They also have a high proportion of medical practitioners, including doctors and nurses (3.8 and 15.5 per 1,000 respectively), which reflects the efficiency of their healthcare system.

Icelanders also eat more fish and less meat compared to others, the former of which contains healthy omega-3 fatty acids that benefit the heart. That’s not all, the country also boasts clean water and air, both of which are major determinants of health.

What’s more, is that compared to other European countries, Icelanders tend to engage in higher physical activity. According to one survey, approximately 60 percent of inhabitants participate in some form of exercises such as swimming, skiing, and hiking, for at least 150 minutes a week.

9. Channel Islands – 83.6 Years

The Channel Islands consist of five islands in the English Channel, off the French coast of Normandy.
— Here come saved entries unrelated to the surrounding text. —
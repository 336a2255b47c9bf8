//! Pipeline error kinds.

use gdb_coverage_archive::{ArchiveError, DownloadError};
use gdb_coverage_catalogue::CatalogueError;
use gdb_coverage_engine::EngineError;

/// A failure that aborts a coverage run.
///
/// Unsupported geometry kinds are not errors; they are recorded in the
/// run summary as skipped feature classes.
#[derive(Debug, thiserror::Error)]
pub enum CoverageError {
    /// The archive could not be downloaded.
    #[error("Network failure: {0}")]
    Network(#[source] DownloadError),

    /// The archive is missing or cannot be decoded.
    #[error("Archive corruption: {0}")]
    ArchiveCorruption(#[source] ArchiveError),

    /// The container could not be located, listed or read.
    #[error(transparent)]
    Catalogue(#[from] CatalogueError),

    /// A geometry engine operation failed.
    #[error("Geometry engine failed on {class}: {source}")]
    GeometryEngine {
        /// Feature class (or `accumulator`) being processed.
        class: String,
        /// Engine error.
        source: EngineError,
    },

    /// Filesystem error outside of the archive and engine steps.
    #[error("I/O error at {path}: {source}")]
    Io {
        /// Path that caused the error.
        path: String,
        /// Underlying I/O error.
        source: std::io::Error,
    },

    /// Invalid or unreadable configuration.
    #[error("Invalid configuration: {0}")]
    Config(String),
}

impl CoverageError {
    pub(crate) fn engine(class: &str) -> impl Fn(EngineError) -> Self + '_ {
        move |source| Self::GeometryEngine {
            class: class.to_string(),
            source,
        }
    }
}

impl From<DownloadError> for CoverageError {
    fn from(e: DownloadError) -> Self {
        match e {
            DownloadError::Io { path, source } => Self::Io { path, source },
            other => Self::Network(other),
        }
    }
}

impl From<ArchiveError> for CoverageError {
    fn from(e: ArchiveError) -> Self {
        match e {
            ArchiveError::Io { path, source } => Self::Io { path, source },
            other => Self::ArchiveCorruption(other),
        }
    }
}
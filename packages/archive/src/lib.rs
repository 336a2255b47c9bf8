#![cfg_attr(feature = "fail-on-warnings", deny(warnings))]
#![warn(clippy::all, clippy::pedantic, clippy::nursery, clippy::cargo)]
#![allow(clippy::multiple_crate_versions, clippy::cargo_common_metadata)]

//! Fetch and extract steps of the coverage pipeline.
//!
//! [`download::download_file`] streams the zipped geodatabase to the
//! working directory and [`extract::extract_all`] unpacks it next to it.

pub mod download;
pub mod extract;

pub use download::{DownloadError, build_client, download_file};
pub use extract::{ArchiveError, extract_all};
They currently have a life expectancy of 83.6 years, which is the ninth highest in the world (females have a slightly higher life expectancy at 85.3 years).

While the islands don’t have as many health practitioners as other countries (1.5 per 1,000 people), they do have a low mortality rate of 7.967. Infant mortality is low as well at 5.611. In fact, it has been decreasing by approximately 1.7 percent every year.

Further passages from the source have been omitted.